One-word entries can also sing, but I personally find them harder to gush over. PYREX, VACUUMS, ANTHRAX, SHIMMY, NOONERS pique my interest, but not so much for more workmanlike entries like SCIENCE, DICTATE, PERCENT, ASCEND, ITERATE, etc. that I hear every day. Personal taste, but those one-worders tend to feel more like neutral filler.
Great clues can elevate these more boring one-worders, though. I loved the SCIENCE clue, for example: "The great antidote to the poison of enthusiasm and superstition" is something I wish all people would remember in this day and age — it's so hard to argue with someone who discounts SCIENCE.
And ITERATE is better with its clue: [Say, say, say?]. It's not perfect, since "say, say, say" isn't as strong a phrase as I would like (how about employing the song "Sing Sing Sing" for the clue!), but it gets to the concept of ITERATE obliquely and playfully.
Smooth results in terms of short fill. I'm impressed that I had to work to pick out any gluey entries. ASEA is sometimes derided, but I think it's perfectly fine, if a bit old-timey. ALPES might be the only culprit, as the semi-esoteric foreign word. That's great work for a 64-word themer.

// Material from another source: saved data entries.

use parking_lot::RwLock;
use std::{fmt, sync::Arc};

/// How a task failed
#[derive(Clone, Debug, PartialEq, Eq)]
pub enum FailureKind {
    Error(String),
    Panic(String),
}

/// Details of a task that ended with an error or a panic
#[derive(Clone, Debug)]
pub struct TaskFailure {
    pub id: u64,
    pub task: String,
    pub kind: FailureKind,
}

impl fmt::Display for TaskFailure {
    fn fmt(&self, f: &mut fmt::Formatter<'_>) -> fmt::Result {
        match &self.kind {
            FailureKind::Error(e) => write!(f, "task {}#{} failed: {}", self.task, self.id, e),
            FailureKind::Panic(p) => write!(f, "task {}#{} panicked: {}", self.task, self.id, p),
        }
    }
}

type Handler = Arc<dyn Fn(&TaskFailure) + Send + Sync>;

static HANDLER: RwLock<Option<Handler>> = parking_lot::const_rwlock(None);

/// Install the process-wide handler for task failures, replacing any previous one.
pub fn set_critical_handler(handler: impl Fn(&TaskFailure) + Send + Sync + 'static) {
    *HANDLER.write() = Some(Arc::new(handler));
}

/// Go back to logging task failures
pub fn clear_critical_handler() {
    *HANDLER.write() = None;
}

pub(crate) fn report(failure: &TaskFailure) {
    let handler = HANDLER.read().clone();
    match handler {
        Some(handler) => handler(failure),
        None => tracing::error!("Critical: {}", failure),
    }
}
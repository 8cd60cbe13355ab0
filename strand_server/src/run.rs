use crate::{Server, ServerConfig};

use std::{fs::File, path::Path};
use tracing_subscriber::util::SubscriberInitExt;

// The async entry point. Because `run_server` can fork into the background
// depending on options, it needs to initialise the tokio runtime after doing so
async fn do_run_server(server_config: ServerConfig) -> anyhow::Result<()> {
    crate::tracing_config::build_subscriber(server_config.log.clone())?.init();

    tracing::info!(
        "Starting {} version {}",
        server_config.server_name,
        env!("CARGO_PKG_VERSION")
    );

    let server = Server::new(server_config).await?;
    for address in server.local_addresses() {
        tracing::info!("Accepting clients on {}", address);
    }

    let result = server.run().await;
    server.shutdown().await;
    result
}

/// Run a server.
///
/// The configuration is loaded from `server_config_path` before anything
/// else, so that errors in it are reported on the terminal. Unless
/// `foreground` is set the process then daemonises, redirecting standard
/// output and error to the files named in the logging config, if any.
///
/// This creates a new tokio runtime. It should not be called if one is
/// already active.
pub fn run_server(server_config_path: impl AsRef<Path>, foreground: bool) -> anyhow::Result<()> {
    // NB: the tokio runtime can't survive forking, so the runtime is only
    // built after daemonising.
    let server_config = ServerConfig::load_file(&server_config_path)?;

    if !server_config.log.dir.is_dir() {
        std::fs::create_dir_all(&server_config.log.dir)?;
    }

    if !foreground {
        let mut daemon = daemonize::Daemonize::new()
            .working_directory(std::env::current_dir()?);

        if let Some(stdout) = &server_config.log.stdout {
            daemon = daemon.stdout(File::create(server_config.log.prefix_file(stdout))?);
        }
        if let Some(stderr) = &server_config.log.stderr {
            daemon = daemon.stderr(File::create(server_config.log.prefix_file(stderr))?);
        }
        if let Some(pidfile) = &server_config.log.pidfile {
            daemon = daemon.pid_file(server_config.log.prefix_file(pidfile));
        }

        daemon.start()?;
    }

    let mut builder = tokio::runtime::Builder::new_multi_thread();
    builder.enable_all().thread_name("strand-worker");
    if let Some(threads) = server_config.worker_threads {
        builder.worker_threads(threads.max(1));
    }
    let runtime = builder.build()?;

    runtime.block_on(do_run_server(server_config))
}
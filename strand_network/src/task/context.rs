use crate::TaskError;

use std::{future::Future, sync::Arc, time::Duration};
use tokio::{select, sync::watch};

/// A running task's view of itself, passed to every task function.
///
/// The suspension helpers here fail with [`TaskError::Interrupted`] once
/// either the task's own handle or its pool has been interrupted.
#[derive(Clone, Debug)]
pub struct TaskContext {
    id: u64,
    name: Arc<str>,
    own_interrupt: watch::Receiver<bool>,
    pool_interrupt: Option<watch::Receiver<bool>>,
}

async fn wait_for_true(mut rx: watch::Receiver<bool>) {
    loop {
        if *rx.borrow_and_update() {
            return;
        }
        if rx.changed().await.is_err() {
            // The flag can no longer change
            std::future::pending::<()>().await;
        }
    }
}

impl TaskContext {
    pub(crate) fn new(
        id: u64,
        name: Arc<str>,
        own_interrupt: watch::Receiver<bool>,
        pool_interrupt: Option<watch::Receiver<bool>>,
    ) -> Self {
        Self {
            id,
            name,
            own_interrupt,
            pool_interrupt,
        }
    }

    pub fn id(&self) -> u64 {
        self.id
    }

    pub fn name(&self) -> &str {
        &self.name
    }

    pub fn interrupted(&self) -> bool {
        *self.own_interrupt.borrow() || self.pool_interrupt.as_ref().map_or(false, |p| *p.borrow())
    }

    /// Fail with [`TaskError::Interrupted`] if an interrupt is pending.
    pub fn check(&self) -> Result<(), TaskError> {
        if self.interrupted() {
            Err(TaskError::Interrupted)
        } else {
            Ok(())
        }
    }

    /// Resolves when the task is interrupted
    pub async fn interruption(&self) {
        let own = wait_for_true(self.own_interrupt.clone());
        match &self.pool_interrupt {
            Some(pool) => {
                select! {
                    _ = own => (),
                    _ = wait_for_true(pool.clone()) => (),
                }
            }
            None => own.await,
        }
    }

    /// Suspend until `fut` completes, or fail if the task is interrupted first.
    pub async fn suspend_until<F: Future>(&self, fut: F) -> Result<F::Output, TaskError> {
        self.check()?;
        select! {
            biased;
            _ = self.interruption() => Err(TaskError::Interrupted),
            out = fut => Ok(out),
        }
    }

    pub async fn sleep(&self, duration: Duration) -> Result<(), TaskError> {
        self.suspend_until(tokio::time::sleep(duration)).await
    }

    /// Give other ready tasks a turn.
    pub async fn yield_now(&self) -> Result<(), TaskError> {
        tokio::task::yield_now().await;
        self.check()
    }
}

Ultra-low word count puzzles often rely on odd words formed by RE- prefixes or -ER suffixes, often have a ton of neutral filler that doesn't excite me much, and/or rely on a ton of crossword glue to hold everything together. It's a mark of success that I didn't actually realize that this was an ultra-low word count effort until I looked at it more carefully. Nice craftsmanship, if not super exciting.
Love some of the long multi-word entries! EXHIBITA looks so cool and bizarre (it's "Exhibit A"), I'M TOO SEXY is unfortunately very catchy, and the kid in me absolutely giggles with glee over the SLEEPER HOLD. (I watched way too much WWE as a kid.) Along with a PARTY BUS, PED XING, EXIT POLL, and SKI LODGE, that's some strong material throughout the puzzle.
Like I mentioned yesterday, I tend to find single-word entries less interesting than multi-worders. Part of it is that years ago, Rich Norris of the LAT imparted upon me how single-word entries can make a puzzle feel more like a school test rather than entertainment. For example, AMORTIZE doesn't wow me, even though I spent way too much time studying amortization in my accounting classes. And it's hard to do much with words like KNEADERS and SNOOPERS, which feel so contrived what with their -ERS addition.
But Byron does a good job working in some single-worders that I do find fun in themselves. Something really interesting about the words CAVALIER, EBENEZER, MAROONED — they all bring up interesting images in my head. Personal taste, of course.
This isn't to say that multi-worders are always better than single-worders — STAND NEXT TO doesn't do a lot for me, for example.
Byron always does such a great job of clue writing. There's a standout in [Leader in a suit?] for EXHIBIT A, making an already great entry even better. Love the misdirection, "leader" here more meaning "leadoff" than "head honcho".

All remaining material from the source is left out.